● **DATASET EXTRACT**

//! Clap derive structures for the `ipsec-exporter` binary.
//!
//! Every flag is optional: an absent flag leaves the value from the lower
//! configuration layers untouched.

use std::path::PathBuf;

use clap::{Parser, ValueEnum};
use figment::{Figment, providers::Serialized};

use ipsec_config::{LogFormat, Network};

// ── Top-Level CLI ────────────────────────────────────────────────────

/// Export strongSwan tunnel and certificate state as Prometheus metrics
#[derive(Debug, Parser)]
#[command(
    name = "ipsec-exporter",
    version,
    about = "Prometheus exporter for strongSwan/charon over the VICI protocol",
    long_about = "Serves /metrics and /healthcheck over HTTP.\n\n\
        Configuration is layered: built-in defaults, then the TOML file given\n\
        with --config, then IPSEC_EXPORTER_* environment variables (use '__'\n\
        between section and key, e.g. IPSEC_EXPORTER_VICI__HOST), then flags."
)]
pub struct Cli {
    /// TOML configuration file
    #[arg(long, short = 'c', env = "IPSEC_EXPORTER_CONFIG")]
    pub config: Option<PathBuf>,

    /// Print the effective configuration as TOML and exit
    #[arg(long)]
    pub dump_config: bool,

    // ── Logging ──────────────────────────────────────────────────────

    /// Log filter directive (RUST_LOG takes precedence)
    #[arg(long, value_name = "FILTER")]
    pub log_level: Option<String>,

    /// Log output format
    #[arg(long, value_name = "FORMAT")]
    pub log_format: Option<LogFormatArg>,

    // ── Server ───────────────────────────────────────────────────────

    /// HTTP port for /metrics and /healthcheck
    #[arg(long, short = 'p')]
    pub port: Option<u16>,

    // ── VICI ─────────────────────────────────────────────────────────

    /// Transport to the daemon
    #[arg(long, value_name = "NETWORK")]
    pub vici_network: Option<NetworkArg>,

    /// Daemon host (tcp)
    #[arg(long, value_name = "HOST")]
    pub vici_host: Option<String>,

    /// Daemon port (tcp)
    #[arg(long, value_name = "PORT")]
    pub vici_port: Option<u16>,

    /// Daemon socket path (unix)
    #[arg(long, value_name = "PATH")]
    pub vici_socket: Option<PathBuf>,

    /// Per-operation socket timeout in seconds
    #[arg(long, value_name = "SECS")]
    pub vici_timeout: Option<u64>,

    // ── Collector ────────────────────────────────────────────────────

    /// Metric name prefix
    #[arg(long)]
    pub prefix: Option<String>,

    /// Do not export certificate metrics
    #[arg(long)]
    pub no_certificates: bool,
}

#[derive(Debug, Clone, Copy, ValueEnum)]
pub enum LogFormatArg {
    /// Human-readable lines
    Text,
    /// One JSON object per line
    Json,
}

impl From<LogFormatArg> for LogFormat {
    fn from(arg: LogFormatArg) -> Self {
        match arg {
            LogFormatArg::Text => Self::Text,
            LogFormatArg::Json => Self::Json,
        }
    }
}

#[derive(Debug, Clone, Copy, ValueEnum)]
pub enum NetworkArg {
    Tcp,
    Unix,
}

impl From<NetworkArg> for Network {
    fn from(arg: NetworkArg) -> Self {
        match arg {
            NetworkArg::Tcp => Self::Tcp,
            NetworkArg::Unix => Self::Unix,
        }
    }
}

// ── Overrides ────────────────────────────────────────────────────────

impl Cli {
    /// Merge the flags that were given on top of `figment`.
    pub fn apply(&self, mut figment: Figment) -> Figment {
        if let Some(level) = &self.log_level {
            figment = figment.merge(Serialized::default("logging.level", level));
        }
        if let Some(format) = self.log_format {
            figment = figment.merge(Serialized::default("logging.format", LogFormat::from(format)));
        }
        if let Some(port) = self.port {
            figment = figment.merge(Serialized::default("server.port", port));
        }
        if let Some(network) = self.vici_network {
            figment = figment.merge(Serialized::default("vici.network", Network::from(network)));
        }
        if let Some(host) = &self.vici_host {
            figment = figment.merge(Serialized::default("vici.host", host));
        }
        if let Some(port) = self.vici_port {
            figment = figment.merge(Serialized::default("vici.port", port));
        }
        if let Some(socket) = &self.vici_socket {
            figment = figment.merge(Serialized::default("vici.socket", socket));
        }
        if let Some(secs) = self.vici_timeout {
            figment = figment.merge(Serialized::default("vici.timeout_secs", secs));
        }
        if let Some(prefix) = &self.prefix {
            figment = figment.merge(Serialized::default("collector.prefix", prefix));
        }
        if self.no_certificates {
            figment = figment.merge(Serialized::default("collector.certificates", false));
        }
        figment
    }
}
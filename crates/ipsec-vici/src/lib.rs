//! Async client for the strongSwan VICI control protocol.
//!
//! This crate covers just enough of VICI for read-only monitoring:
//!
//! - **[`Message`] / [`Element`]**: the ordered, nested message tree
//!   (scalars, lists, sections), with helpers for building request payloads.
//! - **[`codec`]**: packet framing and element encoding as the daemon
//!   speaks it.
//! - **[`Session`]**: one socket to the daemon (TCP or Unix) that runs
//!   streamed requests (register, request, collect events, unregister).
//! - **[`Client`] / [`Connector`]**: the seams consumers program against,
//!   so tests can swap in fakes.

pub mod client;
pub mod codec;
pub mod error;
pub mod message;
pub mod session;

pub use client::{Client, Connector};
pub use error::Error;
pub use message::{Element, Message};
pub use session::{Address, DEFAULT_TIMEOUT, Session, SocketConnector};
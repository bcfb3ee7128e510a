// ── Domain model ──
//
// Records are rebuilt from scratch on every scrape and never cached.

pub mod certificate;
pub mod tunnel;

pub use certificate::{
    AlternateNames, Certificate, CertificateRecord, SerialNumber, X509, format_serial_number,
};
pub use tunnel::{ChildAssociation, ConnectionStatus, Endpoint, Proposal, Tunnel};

● **TASK INSTRUCTIONS**
Line by line, write out the records above exactly.

● **RESULT FOR THIS TASK**
//! Clap derive structures for the `ipsec-exporter` binary.
//!
//! Every flag is optional: an absent flag leaves the value from the lower
//! configuration layers untouched.

use std::path::PathBuf;

use clap::{Parser, ValueEnum};
use figment::{Figment, providers::Serialized};

use ipsec_config::{LogFormat, Network};

// ── Top-Level CLI ────────────────────────────────────────────────────

/// Export strongSwan tunnel and certificate state as Prometheus metrics
#[derive(Debug, Parser)]
#[command(
    name = "ipsec-exporter",
    version,
    about = "Prometheus exporter for strongSwan/charon over the VICI protocol",
    long_about = "Serves /metrics and /healthcheck over HTTP.\n\n\
        Configuration is layered: built-in defaults, then the TOML file given\n\
        with --config, then IPSEC_EXPORTER_* environment variables (use '__'\n\
        between section and key, e.g. IPSEC_EXPORTER_VICI__HOST), then flags."
)]
pub struct Cli {
    /// TOML configuration file
    #[arg(long, short = 'c', env = "IPSEC_EXPORTER_CONFIG")]
    pub config: Option<PathBuf>,

    /// Print the effective configuration as TOML and exit
    #[arg(long)]
    pub dump_config: bool,

    // ── Logging ──────────────────────────────────────────────────────

    /// Log filter directive (RUST_LOG takes precedence)
    #[arg(long, value_name = "FILTER")]
    pub log_level: Option<String>,

    /// Log output format
    #[arg(long, value_name = "FORMAT")]
    pub log_format: Option<LogFormatArg>,

    // ── Server ───────────────────────────────────────────────────────

    /// HTTP port for /metrics and /healthcheck
    #[arg(long, short = 'p')]
    pub port: Option<u16>,

    // ── VICI ─────────────────────────────────────────────────────────

    /// Transport to the daemon
    #[arg(long, value_name = "NETWORK")]
    pub vici_network: Option<NetworkArg>,

    /// Daemon host (tcp)
    #[arg(long, value_name = "HOST")]
    pub vici_host: Option<String>,

    /// Daemon port (tcp)
    #[arg(long, value_name = "PORT")]
    pub vici_port: Option<u16>,

    /// Daemon socket path (unix)
    #[arg(long, value_name = "PATH")]
    pub vici_socket: Option<PathBuf>,

    /// Per-operation socket timeout in seconds
    #[arg(long, value_name = "SECS")]
    pub vici_timeout: Option<u64>,

    // ── Collector ────────────────────────────────────────────────────

    /// Metric name prefix
    #[arg(long)]
    pub prefix: Option<String>,

    /// Do not export certificate metrics
    #[arg(long)]
    pub no_certificates: bool,
}

#[derive(Debug, Clone, Copy, ValueEnum)]
pub enum LogFormatArg {
    /// Human-readable lines
    Text,
    /// One JSON object per line
    Json,
}

impl From<LogFormatArg> for LogFormat {
    fn from(arg: LogFormatArg) -> Self {
        match arg {
            LogFormatArg::Text => Self::Text,
            LogFormatArg::Json => Self::Json,
        }
    }
}

#[derive(Debug, Clone, Copy, ValueEnum)]
pub enum NetworkArg {
    Tcp,
    Unix,
}

impl From<NetworkArg> for Network {
    fn from(arg: NetworkArg) -> Self {
        match arg {
            NetworkArg::Tcp => Self::Tcp,
            NetworkArg::Unix => Self::Unix,
        }
    }
}

// ── Overrides ────────────────────────────────────────────────────────

impl Cli {
    /// Merge the flags that were given on top of `figment`.
    pub fn apply(&self, mut figment: Figment) -> Figment {
        if let Some(level) = &self.log_level {
            figment = figment.merge(Serialized::default("logging.level", level));
        }
        if let Some(format) = self.log_format {
            figment = figment.merge(Serialized::default("logging.format", LogFormat::from(format)));
        }
        if let Some(port) = self.port {
            figment = figment.merge(Serialized::default("server.port", port));
        }
        if let Some(network) = self.vici_network {
            figment = figment.merge(Serialized::default("vici.network", Network::from(network)));
        }
        if let Some(host) = &self.vici_host {
            figment = figment.merge(Serialized::default("vici.host", host));
        }
        if let Some(port) = self.vici_port {
            figment = figment.merge(Serialized::default("vici.port", port));
        }
        if let Some(socket) = &self.vici_socket {
            figment = figment.merge(Serialized::default("vici.socket", socket));
        }
        if let Some(secs) = self.vici_timeout {
            figment = figment.merge(Serialized::default("vici.timeout_secs", secs));
        }
        if let Some(prefix) = &self.prefix {
            figment = figment.merge(Serialized::default("collector.prefix", prefix));
        }
        if self.no_certificates {
            figment = figment.merge(Serialized::default("collector.certificates", false));
        }
        figment
    }
}
filename crates/ipsec-vici/src/lib.rs
//! Async client for the strongSwan VICI control protocol.
//!
//! This crate covers just enough of VICI for read-only monitoring:
//!
//! - **[`Message`] / [`Element`]**: the ordered, nested message tree
//!   (scalars, lists, sections), with helpers for building request payloads.
//! - **[`codec`]**: packet framing and element encoding as the daemon
//!   speaks it.
//! - **[`Session`]**: one socket to the daemon (TCP or Unix) that runs
//!   streamed requests (register, request, collect events, unregister).
//! - **[`Client`] / [`Connector`]**: the seams consumers program against,
//!   so tests can swap in fakes.

pub mod client;
pub mod codec;
pub mod error;
pub mod message;
pub mod session;

pub use client::{Client, Connector};
pub use error::Error;
pub use message::{Element, Message};
pub use session::{Address, DEFAULT_TIMEOUT, Session, SocketConnector};
repository bcfb3ee7128e510a
// ── Domain model ──
//
// Records are rebuilt from scratch on every scrape and never cached.

pub mod certificate;
pub mod tunnel;

pub use certificate::{
    AlternateNames, Certificate, CertificateRecord, SerialNumber, X509, format_serial_number,
};
pub use tunnel::{ChildAssociation, ConnectionStatus, Endpoint, Proposal, Tunnel};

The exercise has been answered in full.